### Goal of the exercise:
Determine how many lines in the listing hold "NewMeal" and give only that number.

□ □ □ □

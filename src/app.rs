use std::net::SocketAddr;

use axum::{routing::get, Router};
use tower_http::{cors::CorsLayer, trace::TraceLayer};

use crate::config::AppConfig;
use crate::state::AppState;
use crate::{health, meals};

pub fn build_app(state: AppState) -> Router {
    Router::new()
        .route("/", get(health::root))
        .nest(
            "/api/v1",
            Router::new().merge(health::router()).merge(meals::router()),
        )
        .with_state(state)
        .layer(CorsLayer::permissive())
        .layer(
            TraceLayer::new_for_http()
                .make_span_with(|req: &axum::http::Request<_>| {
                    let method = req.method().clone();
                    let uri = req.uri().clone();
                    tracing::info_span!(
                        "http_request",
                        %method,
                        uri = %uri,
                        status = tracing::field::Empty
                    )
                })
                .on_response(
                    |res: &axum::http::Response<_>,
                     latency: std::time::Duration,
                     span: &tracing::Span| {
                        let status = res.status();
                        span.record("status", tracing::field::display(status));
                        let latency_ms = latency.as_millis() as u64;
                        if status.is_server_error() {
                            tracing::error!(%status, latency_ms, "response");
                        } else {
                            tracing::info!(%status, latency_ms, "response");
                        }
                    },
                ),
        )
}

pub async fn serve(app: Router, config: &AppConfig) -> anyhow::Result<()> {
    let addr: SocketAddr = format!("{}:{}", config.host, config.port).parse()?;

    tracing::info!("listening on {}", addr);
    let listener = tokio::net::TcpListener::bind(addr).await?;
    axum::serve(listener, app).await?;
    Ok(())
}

□ □ □ □

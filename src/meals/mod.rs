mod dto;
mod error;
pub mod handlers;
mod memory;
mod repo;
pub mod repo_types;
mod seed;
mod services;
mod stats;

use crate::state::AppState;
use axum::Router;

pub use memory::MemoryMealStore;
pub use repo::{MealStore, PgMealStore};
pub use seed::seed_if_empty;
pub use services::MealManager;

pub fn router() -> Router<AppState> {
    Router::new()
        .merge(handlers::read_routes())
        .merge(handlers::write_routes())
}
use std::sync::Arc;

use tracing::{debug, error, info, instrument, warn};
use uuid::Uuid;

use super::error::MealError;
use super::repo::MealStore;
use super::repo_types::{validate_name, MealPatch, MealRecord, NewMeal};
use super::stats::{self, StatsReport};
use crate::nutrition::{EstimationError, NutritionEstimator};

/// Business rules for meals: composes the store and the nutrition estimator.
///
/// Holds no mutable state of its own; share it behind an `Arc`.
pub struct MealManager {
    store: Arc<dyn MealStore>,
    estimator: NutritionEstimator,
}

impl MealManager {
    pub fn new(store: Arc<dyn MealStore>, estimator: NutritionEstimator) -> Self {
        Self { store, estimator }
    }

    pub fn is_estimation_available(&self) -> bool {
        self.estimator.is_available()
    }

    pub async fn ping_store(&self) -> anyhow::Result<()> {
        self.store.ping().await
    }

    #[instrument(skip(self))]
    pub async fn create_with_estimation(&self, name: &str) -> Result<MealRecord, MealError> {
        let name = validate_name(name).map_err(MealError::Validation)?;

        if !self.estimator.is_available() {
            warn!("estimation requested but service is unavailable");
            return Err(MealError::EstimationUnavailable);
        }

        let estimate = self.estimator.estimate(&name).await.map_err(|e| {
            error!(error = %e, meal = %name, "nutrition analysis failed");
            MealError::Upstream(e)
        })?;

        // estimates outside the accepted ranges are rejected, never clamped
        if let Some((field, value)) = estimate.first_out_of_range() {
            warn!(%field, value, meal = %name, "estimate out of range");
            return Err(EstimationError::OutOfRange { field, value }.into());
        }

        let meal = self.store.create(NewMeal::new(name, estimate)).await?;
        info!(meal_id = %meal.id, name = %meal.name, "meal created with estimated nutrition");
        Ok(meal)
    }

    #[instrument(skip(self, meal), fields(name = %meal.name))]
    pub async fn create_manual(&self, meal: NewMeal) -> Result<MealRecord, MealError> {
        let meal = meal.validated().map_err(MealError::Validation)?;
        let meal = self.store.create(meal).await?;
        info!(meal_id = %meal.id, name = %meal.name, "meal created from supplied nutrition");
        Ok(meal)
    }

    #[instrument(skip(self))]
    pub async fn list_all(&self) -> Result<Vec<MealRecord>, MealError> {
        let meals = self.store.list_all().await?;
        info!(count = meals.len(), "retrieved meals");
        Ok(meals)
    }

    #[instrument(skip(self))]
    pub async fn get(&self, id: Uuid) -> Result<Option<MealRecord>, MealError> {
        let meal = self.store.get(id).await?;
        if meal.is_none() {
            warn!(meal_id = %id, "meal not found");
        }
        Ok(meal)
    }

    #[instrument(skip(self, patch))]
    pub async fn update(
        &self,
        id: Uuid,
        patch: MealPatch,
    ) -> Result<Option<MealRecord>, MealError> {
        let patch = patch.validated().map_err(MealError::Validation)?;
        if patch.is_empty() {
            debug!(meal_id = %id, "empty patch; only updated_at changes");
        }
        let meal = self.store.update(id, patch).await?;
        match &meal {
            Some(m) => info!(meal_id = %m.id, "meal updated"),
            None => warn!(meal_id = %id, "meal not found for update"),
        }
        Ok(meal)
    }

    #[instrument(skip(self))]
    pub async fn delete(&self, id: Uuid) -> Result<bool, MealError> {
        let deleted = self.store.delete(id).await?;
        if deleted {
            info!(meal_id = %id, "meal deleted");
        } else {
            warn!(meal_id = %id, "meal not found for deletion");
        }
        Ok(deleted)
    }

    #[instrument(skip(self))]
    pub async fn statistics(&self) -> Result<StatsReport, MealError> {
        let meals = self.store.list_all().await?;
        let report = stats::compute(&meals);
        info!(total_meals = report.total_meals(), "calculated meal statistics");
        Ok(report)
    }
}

□ □ □ □

### Result:
3